旅行者头皮也有些麻了,汗流浃背的干笑两声,干巴巴的笑道,“没……没必要那么大反应吧?”
然而‘光瀑’当然不会听他的。
话音未落,那堆积成山的金芒瞬间轰出了光瀑,好似那出膛的炮弹,又似轰然脱轨的流星,带着势不可挡、湮灭一切的庞大气势轰然撞击向旅行者的方向!
“轰!!!”
一层层防护结界破碎了,途径的世界树枝叶全部被撞断,巨大的黄金“陨石”撞击在“大地”上,银白色的树根被撞断,金色的‘神血’喷淌,数不清的金色符文从裂口处炸开,像一窝暴怒的狂蜂,又如同千万把薄刃肆虐着刮向四面八方。
整个世界树空间都震荡颠荡起来,如同经历一场剧烈的地震,天穹与大地撕裂出一道道裂口,其间露出深邃的夜空群星在闪烁。
不等人们欣赏到无云无雨的星空是何等璀璨美丽,粘稠的黑色泥浆犹如天空的脓血争先恐后的从裂口处涌进来,妄图浇灌淹没入这方世界。
但不等众人惶恐,千把万符文薄刃就汇聚成一张张金色的虚幻手掌,毫不客气的把它一巴掌抽了回去。
‘滚!’
刚刚从撞击下苟出一条生路的旅行者等人被颠荡的世界晃的东倒西歪,见状松了一口气。但这口气并没有松太久,很快他们就意识到,他们放松的太早了。
‘金色符文’把见缝插针妄图入侵的‘深渊’抽出去也许并不是为了保护这个世界不受破坏,也有可能是它的性格更加霸道,不许任何‘人’染指自己的猎物。
抽飞‘深渊’之后,那些金色的符文并没有停留,汇聚的巴掌再次溃散成千万片金符薄刃,‘薄刃’经过树叶,千万片‘叶子’湮灭成灰,寒光湛湛的符文经过树身,刮出‘木’屑纷飞。
它像一场充满恶意、肆虐的刀刃风暴,肆无忌惮的席卷摧毁着世界树空间中的一切。
而在那场金色的风暴中,千万片世界树碎片随之一起飞舞,如同千万片破碎的玻璃镜面,每一片碎片中都映照着不同的人物与场景。
那是属于世界树的记忆。
大慈树王又惊又怒,心痛大呼一声“不!!!”
绿色的神力不计代价的涌上空中,妄图将那些即将被碾碎的碎片抢回,祂的行为却像是再次激怒了金符,摧枯拉朽般无目标肆虐破坏一切的符文像是忽然发现了一个重点‘关照’对象,从席卷绞杀的风暴中抽出一股,如同一条金色的巨蟒俯冲向大慈树王。

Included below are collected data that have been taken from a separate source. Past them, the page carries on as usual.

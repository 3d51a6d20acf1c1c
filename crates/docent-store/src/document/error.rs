#[derive(Debug, thiserror::Error)]
pub enum DocumentError {
    #[error("IO error: {0}")]
    Io(#[from] std::io::Error),

    #[error("unsupported format: {0}")]
    UnsupportedFormat(String),

    #[error("file too large: {0} bytes")]
    FileTooLarge(u64),

    #[error("embedding failed: {0}")]
    Embedding(#[from] docent_llm::LlmError),

    #[error("vector index error: {0}")]
    Index(#[from] crate::index::IndexError),
}
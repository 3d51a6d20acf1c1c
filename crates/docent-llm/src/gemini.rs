//! Google Generative Language API (Gemini) backend.

use std::fmt;

use serde::{Deserialize, Serialize};

use crate::error::LlmError;
use crate::provider::{LlmProvider, Message, Role};
use crate::retry::{DEFAULT_MAX_RETRIES, send_with_retry, success_body};

pub const DEFAULT_BASE_URL: &str = "https://generativelanguage.googleapis.com";
pub const DEFAULT_CHAT_MODEL: &str = "gemini-2.0-flash-exp";
pub const DEFAULT_EMBEDDING_MODEL: &str = "text-embedding-004";

const PROVIDER: &str = "gemini";

#[derive(Clone)]
pub struct GeminiProvider {
    client: reqwest::Client,
    api_key: String,
    base_url: String,
    model: String,
    embedding_model: String,
    temperature: f32,
    max_retries: u32,
}

impl fmt::Debug for GeminiProvider {
    fn fmt(&self, f: &mut fmt::Formatter<'_>) -> fmt::Result {
        f.debug_struct("GeminiProvider")
            .field("api_key", &"<redacted>")
            .field("base_url", &self.base_url)
            .field("model", &self.model)
            .field("embedding_model", &self.embedding_model)
            .field("temperature", &self.temperature)
            .finish_non_exhaustive()
    }
}

impl GeminiProvider {
    /// # Errors
    ///
    /// Returns `LlmError::InvalidConfig` when the API key is empty.
    pub fn new(
        api_key: impl Into<String>,
        model: impl Into<String>,
        embedding_model: impl Into<String>,
    ) -> Result<Self, LlmError> {
        let api_key = api_key.into();
        if api_key.trim().is_empty() {
            return Err(LlmError::InvalidConfig(
                "Gemini API key cannot be empty".into(),
            ));
        }
        Ok(Self {
            client: crate::http::default_client(crate::http::DEFAULT_TIMEOUT),
            api_key,
            base_url: DEFAULT_BASE_URL.to_owned(),
            model: model.into(),
            embedding_model: embedding_model.into(),
            temperature: 0.1,
            max_retries: DEFAULT_MAX_RETRIES,
        })
    }

    #[must_use]
    pub fn with_base_url(mut self, base_url: impl Into<String>) -> Self {
        let mut base_url = base_url.into();
        while base_url.ends_with('/') {
            base_url.pop();
        }
        self.base_url = base_url;
        self
    }

    #[must_use]
    pub fn with_temperature(mut self, temperature: f32) -> Self {
        self.temperature = temperature;
        self
    }

    #[must_use]
    pub fn with_client(mut self, client: reqwest::Client) -> Self {
        self.client = client;
        self
    }

    #[must_use]
    pub fn with_max_retries(mut self, max_retries: u32) -> Self {
        self.max_retries = max_retries;
        self
    }

    #[must_use]
    pub fn model(&self) -> &str {
        &self.model
    }

    fn model_url(&self, model: &str, action: &str) -> String {
        let model = model.strip_prefix("models/").unwrap_or(model);
        format!("{}/v1beta/models/{model}:{action}", self.base_url)
    }

    async fn post_json<B: Serialize + Sync>(&self, url: &str, body: &B) -> Result<String, LlmError> {
        let response = send_with_retry(PROVIDER, self.max_retries, || {
            self.client
                .post(url)
                .header("x-goog-api-key", &self.api_key)
                .json(body)
                .send()
        })
        .await?;
        success_body(PROVIDER, response).await
    }
}

impl LlmProvider for GeminiProvider {
    async fn chat(&self, messages: &[Message]) -> Result<String, LlmError> {
        let (system_instruction, contents) = convert_messages(messages);
        let body = GenerateRequest {
            contents,
            system_instruction,
            generation_config: GenerationConfig {
                temperature: self.temperature,
            },
        };

        let url = self.model_url(&self.model, "generateContent");
        let text = self.post_json(&url, &body).await?;
        let resp: GenerateResponse = serde_json::from_str(&text)?;

        let answer: String = resp
            .candidates
            .into_iter()
            .next()
            .and_then(|c| c.content)
            .map(|c| c.parts.into_iter().filter_map(|p| p.text).collect())
            .unwrap_or_default();

        if answer.is_empty() {
            return Err(LlmError::EmptyResponse {
                provider: PROVIDER.into(),
            });
        }
        Ok(answer)
    }

    async fn embed(&self, text: &str) -> Result<Vec<f32>, LlmError> {
        self.embed_with_task(text, TaskType::RetrievalDocument).await
    }

    async fn embed_query(&self, text: &str) -> Result<Vec<f32>, LlmError> {
        self.embed_with_task(text, TaskType::RetrievalQuery).await
    }

    fn supports_embeddings(&self) -> bool {
        true
    }

    #[allow(clippy::unnecessary_literal_bound)]
    fn name(&self) -> &str {
        PROVIDER
    }
}

impl GeminiProvider {
    async fn embed_with_task(&self, text: &str, task: TaskType) -> Result<Vec<f32>, LlmError> {
        let model_name = self.embedding_model.strip_prefix("models/").unwrap_or(&self.embedding_model);
        let body = EmbedRequest {
            model: format!("models/{model_name}"),
            content: Content {
                role: None,
                parts: vec![Part { text }],
            },
            task_type: Some(task),
        };

        let url = self.model_url(&self.embedding_model, "embedContent");
        let text = self.post_json(&url, &body).await?;
        let resp: EmbedResponse = serde_json::from_str(&text)?;

        if resp.embedding.values.is_empty() {
            return Err(LlmError::EmptyResponse {
                provider: PROVIDER.into(),
            });
        }
        Ok(resp.embedding.values)
    }
}

/// System messages are merged into a single `systemInstruction`; Gemini calls the assistant `model`.
fn convert_messages(messages: &[Message]) -> (Option<Content<'_>>, Vec<Content<'_>>) {
    let system_parts: Vec<Part<'_>> = messages
        .iter()
        .filter(|m| m.role == Role::System)
        .map(|m| Part { text: &m.content })
        .collect();

    let contents = messages
        .iter()
        .filter(|m| m.role != Role::System)
        .map(|m| Content {
            role: Some(match m.role {
                Role::Assistant => "model",
                _ => "user",
            }),
            parts: vec![Part { text: &m.content }],
        })
        .collect();

    let system = (!system_parts.is_empty()).then_some(Content {
        role: None,
        parts: system_parts,
    });
    (system, contents)
}

#[derive(Serialize)]
#[serde(rename_all = "camelCase")]
struct GenerateRequest<'a> {
    contents: Vec<Content<'a>>,
    #[serde(skip_serializing_if = "Option::is_none")]
    system_instruction: Option<Content<'a>>,
    generation_config: GenerationConfig,
}

#[derive(Serialize)]
struct GenerationConfig {
    temperature: f32,
}

#[derive(Serialize)]
struct Content<'a> {
    #[serde(skip_serializing_if = "Option::is_none")]
    role: Option<&'static str>,
    parts: Vec<Part<'a>>,
}

#[derive(Serialize)]
struct Part<'a> {
    text: &'a str,
}

/// Tells Gemini which side of a retrieval the embedding is for.
#[derive(Debug, Clone, Copy, PartialEq, Eq, Serialize)]
#[serde(rename_all = "SCREAMING_SNAKE_CASE")]
enum TaskType {
    RetrievalDocument,
    RetrievalQuery,
}

#[derive(Serialize)]
#[serde(rename_all = "camelCase")]
struct EmbedRequest<'a> {
    model: String,
    content: Content<'a>,
    #[serde(skip_serializing_if = "Option::is_none")]
    task_type: Option<TaskType>,
}

#[derive(Deserialize)]
struct GenerateResponse {
    #[serde(default)]
    candidates: Vec<Candidate>,
}

#[derive(Deserialize)]
struct Candidate {
    content: Option<CandidateContent>,
}

#[derive(Deserialize)]
struct CandidateContent {
    #[serde(default)]
    parts: Vec<CandidatePart>,
}

#[derive(Deserialize)]
struct CandidatePart {
    text: Option<String>,
}

#[derive(Deserialize)]
struct EmbedResponse {
    embedding: EmbeddingValues,
}

#[derive(Deserialize)]
struct EmbeddingValues {
    #[serde(default)]
    values: Vec<f32>,
}

#[cfg(test)]
mod tests {
    use serde_json::json;
    use wiremock::matchers::{body_partial_json, header, method, path};
    use wiremock::{Mock, MockServer, ResponseTemplate};

    use super::*;

    fn provider(server: &MockServer) -> GeminiProvider {
        GeminiProvider::new("test-key", DEFAULT_CHAT_MODEL, DEFAULT_EMBEDDING_MODEL)
            .unwrap()
            .with_base_url(server.uri())
            .with_max_retries(0)
    }

    #[test]
    fn empty_api_key_rejected() {
        let result = GeminiProvider::new("  ", "m", "e");
        assert!(matches!(result, Err(LlmError::InvalidConfig(_))));
    }

    #[test]
    fn debug_redacts_key() {
        let p = GeminiProvider::new("super-secret", "m", "e").unwrap();
        let dbg = format!("{p:?}");
        assert!(!dbg.contains("super-secret"));
        assert!(dbg.contains("<redacted>"));
    }

    #[test]
    fn model_url_strips_models_prefix() {
        let p = GeminiProvider::new("k", "m", "e")
            .unwrap()
            .with_base_url("http://host/");
        assert_eq!(
            p.model_url("models/text-embedding-004", "embedContent"),
            "http://host/v1beta/models/text-embedding-004:embedContent"
        );
    }

    #[test]
    fn convert_messages_splits_system() {
        let msgs = vec![
            Message::system("be brief"),
            Message::user("hello"),
            Message::new(Role::Assistant, "hi"),
        ];
        let (system, contents) = convert_messages(&msgs);
        let system = system.unwrap();
        assert_eq!(system.parts.len(), 1);
        assert_eq!(contents.len(), 2);
        assert_eq!(contents[0].role, Some("user"));
        assert_eq!(contents[1].role, Some("model"));
    }

    #[tokio::test]
    async fn chat_parses_candidate_text() {
        let server = MockServer::start().await;
        Mock::given(method("POST"))
            .and(path("/v1beta/models/gemini-2.0-flash-exp:generateContent"))
            .and(header("x-goog-api-key", "test-key"))
            .and(body_partial_json(json!({"generationConfig": {"temperature": 0.1}})))
            .respond_with(ResponseTemplate::new(200).set_body_json(json!({
                "candidates": [{
                    "content": {"role": "model", "parts": [{"text": "Hello"}, {"text": " there"}]}
                }]
            })))
            .mount(&server)
            .await;

        let answer = provider(&server)
            .chat(&[Message::user("hi")])
            .await
            .unwrap();
        assert_eq!(answer, "Hello there");
    }

    #[tokio::test]
    async fn chat_without_candidates_is_empty_response() {
        let server = MockServer::start().await;
        Mock::given(method("POST"))
            .respond_with(ResponseTemplate::new(200).set_body_json(json!({"candidates": []})))
            .mount(&server)
            .await;

        let err = provider(&server)
            .chat(&[Message::user("hi")])
            .await
            .unwrap_err();
        assert!(matches!(err, LlmError::EmptyResponse { .. }));
    }

    #[tokio::test]
    async fn embed_returns_values() {
        let server = MockServer::start().await;
        Mock::given(method("POST"))
            .and(path("/v1beta/models/text-embedding-004:embedContent"))
            .and(body_partial_json(json!({"model": "models/text-embedding-004"})))
            .respond_with(ResponseTemplate::new(200).set_body_json(json!({
                "embedding": {"values": [0.1, 0.2, 0.3]}
            })))
            .mount(&server)
            .await;

        let v = provider(&server).embed("text").await.unwrap();
        assert_eq!(v.len(), 3);
    }

    #[tokio::test]
    async fn embeddings_carry_retrieval_task_type() {
        let server = MockServer::start().await;
        Mock::given(method("POST"))
            .and(body_partial_json(json!({"taskType": "RETRIEVAL_DOCUMENT"})))
            .respond_with(ResponseTemplate::new(200).set_body_json(json!({
                "embedding": {"values": [1.0]}
            })))
            .mount(&server)
            .await;
        Mock::given(method("POST"))
            .and(body_partial_json(json!({"taskType": "RETRIEVAL_QUERY"})))
            .respond_with(ResponseTemplate::new(200).set_body_json(json!({
                "embedding": {"values": [2.0, 2.0]}
            })))
            .mount(&server)
            .await;

        let p = provider(&server);
        assert_eq!(p.embed("chunk").await.unwrap(), vec![1.0]);
        assert_eq!(p.embed_query("question?").await.unwrap(), vec![2.0, 2.0]);
    }

    #[tokio::test]
    async fn api_error_status_surfaces() {
        let server = MockServer::start().await;
        Mock::given(method("POST"))
            .respond_with(ResponseTemplate::new(403).set_body_json(json!({
                "error": {"code": 403, "message": "denied", "status": "PERMISSION_DENIED"}
            })))
            .mount(&server)
            .await;

        let err = provider(&server).embed("text").await.unwrap_err();
        assert!(matches!(err, LlmError::Api { status: 403, .. }));
    }
}
use std::net::SocketAddr;
use std::sync::Arc;
use std::time::Instant;

use docent_core::{App, DocumentService, RagService};
use docent_store::SqliteStore;
use tokio::sync::watch;

use crate::error::GatewayError;
use crate::router::build_router;

#[derive(Clone)]
pub struct AppState {
    pub(crate) store: SqliteStore,
    pub(crate) documents: Arc<DocumentService>,
    pub(crate) rag: Arc<RagService>,
    pub(crate) started_at: Instant,
}

impl AppState {
    #[must_use]
    pub fn new(store: SqliteStore, documents: Arc<DocumentService>, rag: Arc<RagService>) -> Self {
        Self {
            store,
            documents,
            rag,
            started_at: Instant::now(),
        }
    }
}

impl From<&App> for AppState {
    fn from(app: &App) -> Self {
        Self::new(
            app.store.clone(),
            Arc::clone(&app.documents),
            Arc::clone(&app.rag),
        )
    }
}

pub struct GatewayServer {
    addr: SocketAddr,
    rate_limit: u32,
    max_body_size: usize,
    state: AppState,
    shutdown_rx: watch::Receiver<bool>,
}

impl GatewayServer {
    #[must_use]
    pub fn new(bind: &str, port: u16, state: AppState, shutdown_rx: watch::Receiver<bool>) -> Self {
        let addr: SocketAddr = format!("{bind}:{port}").parse().unwrap_or_else(|e| {
            tracing::warn!("invalid bind '{bind}': {e}, falling back to 127.0.0.1:{port}");
            SocketAddr::from(([127, 0, 0, 1], port))
        });

        if bind == "0.0.0.0" {
            tracing::warn!("server binding to 0.0.0.0, make sure it sits behind TLS termination");
        }

        Self {
            addr,
            rate_limit: 120,
            max_body_size: 64 * 1024 * 1024,
            state,
            shutdown_rx,
        }
    }

    #[must_use]
    pub fn with_rate_limit(mut self, limit: u32) -> Self {
        self.rate_limit = limit;
        self
    }

    #[must_use]
    pub fn with_max_body_size(mut self, size: usize) -> Self {
        self.max_body_size = size;
        self
    }

    /// Serve until the shutdown channel flips to `true`.
    ///
    /// # Errors
    ///
    /// Returns an error if the server fails to bind or encounters a fatal I/O error.
    pub async fn serve(self) -> Result<(), GatewayError> {
        let router = build_router(self.state, self.rate_limit, self.max_body_size);

        let listener = tokio::net::TcpListener::bind(self.addr)
            .await
            .map_err(|e| GatewayError::Bind(self.addr.to_string(), e))?;
        tracing::info!("listening on {}", self.addr);

        let mut shutdown_rx = self.shutdown_rx;
        axum::serve(
            listener,
            router.into_make_service_with_connect_info::<SocketAddr>(),
        )
        .with_graceful_shutdown(async move {
            while !*shutdown_rx.borrow_and_update() {
                if shutdown_rx.changed().await.is_err() {
                    std::future::pending::<()>().await;
                }
            }
            tracing::info!("server shutting down");
        })
        .await
        .map_err(|e| GatewayError::Server(format!("{e}")))?;

        Ok(())
    }
}
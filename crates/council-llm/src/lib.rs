//! LLM-backed analysts for council-rs
//!
//! This crate connects the coordination engine to a text-completion model:
//!
//! - Message and completion types, and the [`LLMProvider`] trait
//! - An OpenAI-compatible HTTP provider (feature `openai`)
//! - Role prompts and debate prompts as MiniJinja templates
//! - Decoding of model text into the key/value payload the engine validates
//! - [`LlmProducer`], a [`Producer`](council_core::Producer) backed by a provider
//! - [`LlmPlanner`], a [`Planner`](council_engine::Planner) backed by a provider

pub mod completion;
pub mod decode;
pub mod error;
pub mod messages;
pub mod planner;
pub mod producer;
pub mod prompts;
pub mod provider;

// Re-export main types
pub use completion::{CompletionRequest, CompletionResponse, StopReason, TokenUsage};
pub use decode::decode_payload;
pub use error::{LLMError, Result};
pub use messages::{ChatRole, Message};
pub use planner::LlmPlanner;
pub use producer::{LlmProducer, ProducerSettings};
pub use prompts::PromptBook;
pub use provider::LLMProvider;

// Provider implementations (feature-gated)
#[cfg(feature = "openai")]
pub mod providers;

当他们被金色的巨蟒锁定,无形中,似乎有某种无比庞大而又冷酷的意志在虚空中降临了,冷冷的注视着他们。
庞大,威严,无处不在,沉重犹如一座不可逾越的大山,压住轻飘飘的一片树叶,沉重的无法动摇分毫,似乎连思维都一起被封锁镇压了。
冥冥中,意识的深处似乎感知到某种不可知、不可闻、浩大而威严的声音在宣告回响:[妄图破坏秩序者,抹杀。]
那并非某种已知的语言,也并未发出言语,但冥冥中,自然而然便感知到了那道意志,明悟它的意思。
那绿色的神力撞上金蟒,却像是遇上滚烫餐刀的奶油一样悄然消融了。
祂的神色不由绷紧。
旅行者和小吉祥草王也被这番变故惊呆了,见状只好放下其他的想法,护在大慈树王身前。小吉祥草王支起了护盾,旅行者拔出了剑,将所有能调动的力量都灌入手中剑中,意图拼死一搏。
大慈树王欲言又止,想说没用的,规则就是这样霸道。神力纵使千般妙用,遇上规则也是白搭。
但……说了又有什么用?难道让祂就这样眼睁睁的看着吗?什么也不做?做了好歹证明自己努力过了,不会留下愧疚与遗憾……
而且,说不定那位星海来客会有办法,最起码他之前的那一拳确实撼动了光瀑,并且在之后抵抗住了‘法则’同化……
说不定……
正在这个时候,高空中忽然响起迷迷糊糊的一声“唔……?”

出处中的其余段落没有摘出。